I guess I'm the loser her with just (Read my sig please) speeds


----------



## LocoRoco (Jul 4, 2011)

Spoiler











the best i get is at 2mb and only with itunes

http://www.tpg.com.au/products_services/ad...icing/adsl2plus

my plan last one on the list ADSL2+ Premium 250GB

forgot to add upload is 700kb


----------



## 8BitWalugi (Jul 4, 2011)

Myer said:
			
		

> 8BitWalugi said:
> 
> 
> 
> ...


Bigpond.

200GB cap.


----------



## Ringo619 (Jul 4, 2011)

atleast you get that ,i  pay for 1 mbs internet speed and i hardy get that speed, i get like 25 kbs through out the whole day except at night like 10 pm  and  only torrent downloads gives  me 1 mbs


----------



## LocoRoco (Jul 4, 2011)

Lets hope nbn really delivers(2015-2020)...they said 96%(or 93%) of australia should have at least more then 5MB download 

100mbps internetz so 10-15mb for the very lucky ones which should improve over time


----------



## Saken (Jul 4, 2011)

Wow you guys fail.
Speed tests measure in bits not bytes.
So if you're getting 2Mbps on the speed test or 4Mbps it's actually 2 megaBITS per second and 4 megaBITS per second.
In bytes, it's 250kiloBYTES per second and 500kiloBYTES per second, respecitvely.

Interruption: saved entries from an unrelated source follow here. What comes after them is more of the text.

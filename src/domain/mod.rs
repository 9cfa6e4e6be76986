use serde::{Deserialize, Serialize};
use std::fmt;
use std::str::FromStr;

use crate::error::ExportError;

pub mod catalog;
pub mod rows;
pub mod social;

#[cfg(test)]
mod rows_test;

pub use rows::{RowId, RowList};
pub use social::{Platform, PlatformOptions, SocialProfile, SocialProfiles};

/// The eleven schema.org shapes the mapper can produce.
///
/// Serialized with the same values the type selector submits.
#[derive(Clone, Copy, Debug, Default, PartialEq, Eq, Hash, Serialize, Deserialize)]
pub enum SchemaType {
    #[default]
    Article,
    Breadcrumb,
    Event,
    #[serde(rename = "FAQ")]
    Faq,
    HowTo,
    JobPosting,
    LocalBusiness,
    Person,
    Video,
    Website,
    Recipe,
}

impl SchemaType {
    pub const ALL: [SchemaType; 11] = [
        SchemaType::Article,
        SchemaType::Breadcrumb,
        SchemaType::Event,
        SchemaType::Faq,
        SchemaType::HowTo,
        SchemaType::JobPosting,
        SchemaType::LocalBusiness,
        SchemaType::Person,
        SchemaType::Video,
        SchemaType::Website,
        SchemaType::Recipe,
    ];

    /// Value of the type selector option
    pub const fn as_str(self) -> &'static str {
        match self {
            SchemaType::Article => "Article",
            SchemaType::Breadcrumb => "Breadcrumb",
            SchemaType::Event => "Event",
            SchemaType::Faq => "FAQ",
            SchemaType::HowTo => "HowTo",
            SchemaType::JobPosting => "JobPosting",
            SchemaType::LocalBusiness => "LocalBusiness",
            SchemaType::Person => "Person",
            SchemaType::Video => "Video",
            SchemaType::Website => "Website",
            SchemaType::Recipe => "Recipe",
        }
    }

    /// The `@type` emitted at the top level (Article and LocalBusiness
    /// default to their own name but can be narrowed by the form)
    pub const fn schema_org_type(self) -> &'static str {
        match self {
            SchemaType::Breadcrumb => "BreadcrumbList",
            SchemaType::Faq => "FAQPage",
            SchemaType::Video => "VideoObject",
            SchemaType::Website => "WebSite",
            other => other.as_str(),
        }
    }

    /// Id of the form section shown for this type, e.g. `howto-form`
    pub fn form_id(self) -> String {
        format!("{}-form", self.as_str().to_lowercase())
    }
}

impl fmt::Display for SchemaType {
    fn fmt(&self, f: &mut fmt::Formatter<'_>) -> fmt::Result {
        f.write_str(self.as_str())
    }
}

impl FromStr for SchemaType {
    type Err = String;

    fn from_str(s: &str) -> Result<Self, Self::Err> {
        let wanted = s.trim();
        SchemaType::ALL
            .into_iter()
            .find(|t| t.as_str().eq_ignore_ascii_case(wanted) || t.schema_org_type() == wanted)
            .ok_or_else(|| format!("Unknown schema type: {}", s))
    }
}

/// Receives the complete wrapped script on every refresh
pub trait PreviewRenderer {
    fn render(&mut self, script: &str);
}

/// Destination for the "copy" action
pub trait ClipboardExporter {
    fn write_text(&mut self, text: &str) -> Result<(), ExportError>;
}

And if your ISP says they promise you 30Mbps speed, they mean 30 megabits per second which is usually a lie anyway, and use that to sell ignorant customers.
My friend went with Optus who promised 30Mbps, and he was getting around 500KBps max.

Note: 
KBps - KiloBytes per second
Mbps - Megabits per second

In conclusion, ISPs are very clever.


----------



## zeromac (Jul 4, 2011)

1TB per month bitches! 
	

	
	
		
		

		
			




Fusion plan from Optus


----------



## chris888222 (Jul 4, 2011)

Damn you SingTel





Some days it went 4 Mb/s.


----------



## Arp1 (Jul 4, 2011)

Uncle FEFL said:
			
		

> Do I win?








No.


----------



## TheDreamLord (Jul 4, 2011)

99% faster? wow i say.


----------



## Sausage Head (Jul 4, 2011)

my speed is worse


----------



## Ace Overclocked (Jul 4, 2011)

this is where i'm spending my vacations(and maybe live in because my parents think it's a beautiful place, it takes me 3 hours to download 1gb 
	

	
	
		
		

		
		
	


	



but it has improved since the last test it can become up to 2/3 mb now i can't retest since i'm torrenting and direct downloading


----------



## TwoBladedKnight (Jul 4, 2011)

Not too bad... get ~1.1mb/s on a good day...


----------



## Sir-Fritz (Jul 4, 2011)

Usually get about 18-19.  I'm always surprised when people say Australian internet is rubbish.


----------



## TheDreamLord (Jul 4, 2011)

why should we not test while torrenting? because i am atm


----------



## Lokao0 (Jul 4, 2011)

Brazilian internet is slower, even more slow than Australia or whatever internet.
I'm not gonna test my internet now because I'm "torrenting", but be sure that brazilian internet is *slow as hell*.



			
				TheDreamLord said:
			
		

> why should we not test while torrenting? because i am atm


Uh... Probably because you're downloading something and the test won't be 1% accurate when you're doing so...?
(I think)

EDIT:
I finished my torrent's download, so I did the test. Here it is:




Again, slow as hell.


----------



## Ace Overclocked (Jul 4, 2011)

Lokao0 said:
			
		

> Brazilian internet is slower, even more slow than Australia or whatever internet.
> I'm not gonna test my internet now because I'm "torrenting", but be sure that brazilian internet is *slow as hell*.
> 
> 
> ...


yeah slow as hell
when i get lucky my internet gets between 1 and 3 mb when it's normal it's less than 1 mb 0.0


----------



## Uncle FEFL (Jul 4, 2011)

Uncle FEFL said:
			
		

> Do I win?
> 
> 
> QUOTE(chao1212 @ Jul 3 2011, 08:04 PM)
> ...




I'm guessing anything below 99% has no Internet access?


----------



## Nebz (Jul 4, 2011)

I hadn't taken my Speedtest in a while but I got decent results this time around (My ping is a bit lower)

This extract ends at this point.